Zugleich reflektieren diese Skulpturen das Phänomen der Zeit. Inmitten einer Formenwelt aus geraden Kanten und ebenen Flächen tun sich im wahrsten Sinne des Wortes Risse auf, wurde Stein aufgebrochen, der seine ungeformte Natur zeigt, die den Menschen an sich nicht braucht. Was sichtbar wird, ist komprimierte Zeit, das Residuum der nach Jahrmillionen zählenden Erdgeschichte, die mit unserer eigenen Zeit kontrastiert wird.

Die virtuelle Welt der Videokameras, Monitore und Dokumentationen, die Toni Stegmayer in manchen seiner Arbeiten mit dem so handgreiflichen und dauerhaften Material des Bildhauers kombiniert, sind der andere Pol dieser Meditation über die Zeit.

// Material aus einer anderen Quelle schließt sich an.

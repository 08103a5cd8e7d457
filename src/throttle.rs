//! Minimum spacing between outbound calls, per call class.
//!
//! Each [`ThrottleClass`] owns its own lane: an interval derived from a
//! requests-per-second ceiling and the instant of the last granted call.
//! [`RateThrottle::check`] holds the lane's lock across the wait, so callers
//! of one class are granted in the order they arrived and two
//! near-simultaneous callers can never both pass the spacing check.

use std::time::Duration;

use tokio::sync::Mutex;
use tokio::time::{self, Instant};
use url::Url;

use crate::constants::rate_limits;

/// Category of an outbound call, each with its own spacing.
#[derive(Debug, Clone, Copy, PartialEq, Eq, Hash)]
pub enum ThrottleClass {
    /// Search / autocomplete lookups (higher throughput).
    Lookup,
    /// Everything else.
    Default,
}

impl ThrottleClass {
    /// Classify a request URL by its path segments; the query is ignored.
    pub fn for_url(url: &Url) -> Self {
        let lookup = url.path_segments().is_some_and(|mut segments| {
            segments.any(|segment| segment == "autocomplete" || segment == "lookup")
        });
        if lookup { Self::Lookup } else { Self::Default }
    }
}

/// Minimum interval for a requests-per-second ceiling: `ceil(1000 / rps)` ms.
pub fn interval_for_rps(rps: u32) -> Duration {
    let rps = u64::from(rps.max(1));
    Duration::from_millis(1000u64.div_ceil(rps))
}

#[derive(Debug)]
struct Lane {
    interval: Duration,
    last_call: Mutex<Option<Instant>>,
}

impl Lane {
    fn new(rps: u32) -> Self {
        Self {
            interval: interval_for_rps(rps),
            last_call: Mutex::new(None),
        }
    }
}

/// Per-class request spacing owned by one session.
#[derive(Debug)]
pub struct RateThrottle {
    lookup: Lane,
    default: Lane,
}

impl RateThrottle {
    /// Create a throttle from per-class requests-per-second ceilings.
    pub fn new(lookup_rps: u32, default_rps: u32) -> Self {
        Self {
            lookup: Lane::new(lookup_rps),
            default: Lane::new(default_rps),
        }
    }

    /// The minimum spacing enforced for `class`.
    pub fn interval(&self, class: ThrottleClass) -> Duration {
        self.lane(class).interval
    }

    /// Wait until a call of `class` may be issued, then record it as issued now.
    ///
    /// Never fails; at worst it adds latency.
    pub async fn check(&self, class: ThrottleClass) {
        let lane = self.lane(class);
        let mut last_call = lane.last_call.lock().await;

        if let Some(previous) = *last_call {
            let elapsed = previous.elapsed();
            if elapsed < lane.interval {
                let wait = lane.interval - elapsed;
                tracing::trace!(?class, wait_ms = wait.as_millis() as u64, "throttling");
                time::sleep(wait).await;
            }
        }

        // Stamped after the wait so back-to-back callers serialize.
        *last_call = Some(Instant::now());
    }

    fn lane(&self, class: ThrottleClass) -> &Lane {
        match class {
            ThrottleClass::Lookup => &self.lookup,
            ThrottleClass::Default => &self.default,
        }
    }
}

impl Default for RateThrottle {
    fn default() -> Self {
        Self::new(
            rate_limits::lookup::PER_SECOND,
            rate_limits::default::PER_SECOND,
        )
    }
}
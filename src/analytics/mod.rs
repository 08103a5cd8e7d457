//! Pure computations over fetched data.
//!
//! Nothing in this module performs I/O; every function is reentrant and can
//! be used on payloads obtained elsewhere.
//!
//! - [`option_chain`]: chain normalization, ATM, max pain, PCR, essential view
//! - [`expiry`]: expiry parsing and selection
//! - [`movers`]: top gainers / losers

pub mod expiry;
pub mod movers;
pub mod option_chain;
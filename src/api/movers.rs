//! Index constituent endpoints: constituents, top gainers and losers.

use crate::analytics::movers::{top_gainers, top_losers};
use crate::client::NseClient;
use crate::error::Result;
use crate::types::market::{IndexConstituents, StockRow};

impl NseClient {
    /// Constituents of an index such as `"NIFTY 50"`.
    ///
    /// **Endpoint:** `GET /equity-stockIndices`
    pub async fn index_constituents(&self, index: &str) -> Result<IndexConstituents> {
        self.get_json("/equity-stockIndices", &[("index", index)])
            .await
    }

    /// Up to `count` constituents with the largest percentage gain.
    pub async fn gainers(&self, index: &str, count: usize) -> Result<Vec<StockRow>> {
        let rows = self.constituent_rows(index).await?;
        Ok(top_gainers(&rows, count))
    }

    /// Up to `count` constituents with the largest percentage loss.
    pub async fn losers(&self, index: &str, count: usize) -> Result<Vec<StockRow>> {
        let rows = self.constituent_rows(index).await?;
        Ok(top_losers(&rows, count))
    }

    async fn constituent_rows(&self, index: &str) -> Result<Vec<StockRow>> {
        let constituents = self.index_constituents(index).await?;
        Ok(constituents
            .data
            .into_iter()
            .filter(|row| !row.is_index_row())
            .collect())
    }
}
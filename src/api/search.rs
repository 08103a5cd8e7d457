//! Search endpoint: symbol autocomplete (throttled in the lookup class).

use serde_json::Value;

use crate::client::NseClient;
use crate::error::Result;

impl NseClient {
    /// Symbols and company names matching `query`.
    ///
    /// **Endpoint:** `GET /search/autocomplete`
    pub async fn autocomplete(&self, query: &str) -> Result<Value> {
        self.get_json("/search/autocomplete", &[("q", query)]).await
    }
}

Sie machen den Kontrast erlebbar - man könnte auch sagen, die Kluft - zwischen geologischen Epochen und dem im Vergleich mit ihnen winzigen Zeitraum, der zum Bearbeiten des Steins erforderlich ist. Sie führen in das Mit- und Gegeneinander von realer und virtueller Gegenwart, in dem wir uns alle bewegen müssen, das wir alle so oder so für uns zu bewältigen suchen und dessen Spannung wir doch als unaufhebbar erfahren.

Im tiefsten Innern der künstlerischen Form liegt auch eine Trauer, eine Spur von Verlust. Eine Skulptur, ein Bild, eine Zeichnung ist auch eine Erstarrung. Eine Einschränkung der unabsehbaren Formenvielfalt. Die materiell gewordenen Formen und Farben haben im Potential des Nicht-Seins einen "Riß" hinterlassen, sie haben das Reservoir dessen verringert, was hätte sein können Zugleich aber geht von jedem geglückten Werk eine Erfüllung aus, die sich jedem mitteilt, der die nötige Zeit, Bereitschaft und Unvoreingenommenheit mitbringt. Ist dies ein Widerspruch, eine unauflösbare contradictio in adiecto.

Beides ist wahr, und das Ganze ist ein Widerspruch, den man nicht aufheben kann. Aber man kann ihm ins Auge sehen, ihn sich bewußt machen und ihn produktiv werden lassen. Die Bilder von Cornelia Eichacker und die Skulpturen vonToni Stegmayer legen von diesem Prozeß auf ungewöhnliche und künstlerisch überzeugende Weise Zeugnis ab.